- _Problem to solve_
From the line containing "pub mod error;" to the last line of the records below, repeat every line exactly and add nothing else.

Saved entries
<<<<

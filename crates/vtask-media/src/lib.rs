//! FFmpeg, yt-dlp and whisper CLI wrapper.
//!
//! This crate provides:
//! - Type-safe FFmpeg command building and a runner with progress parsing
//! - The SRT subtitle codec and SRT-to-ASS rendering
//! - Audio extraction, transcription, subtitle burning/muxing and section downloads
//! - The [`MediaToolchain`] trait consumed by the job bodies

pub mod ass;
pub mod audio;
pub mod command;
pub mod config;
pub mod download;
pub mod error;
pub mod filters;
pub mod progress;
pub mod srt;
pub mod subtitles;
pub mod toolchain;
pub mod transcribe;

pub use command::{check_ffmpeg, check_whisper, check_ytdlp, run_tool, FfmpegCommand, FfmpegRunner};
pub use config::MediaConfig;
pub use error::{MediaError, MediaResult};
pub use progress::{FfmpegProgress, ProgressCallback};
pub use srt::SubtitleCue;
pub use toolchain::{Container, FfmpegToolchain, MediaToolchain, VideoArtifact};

>>>>

- _Exercise response_
pub mod error;
pub mod filters;
pub mod progress;
pub mod srt;
pub mod subtitles;
pub mod toolchain;
pub mod transcribe;

pub use command::{check_ffmpeg, check_whisper, check_ytdlp, run_tool, FfmpegCommand, FfmpegRunner};
pub use config::MediaConfig;
pub use error::{MediaError, MediaResult};
pub use progress::{FfmpegProgress, ProgressCallback};
pub use srt::SubtitleCue;
pub use toolchain::{Container, FfmpegToolchain, MediaToolchain, VideoArtifact};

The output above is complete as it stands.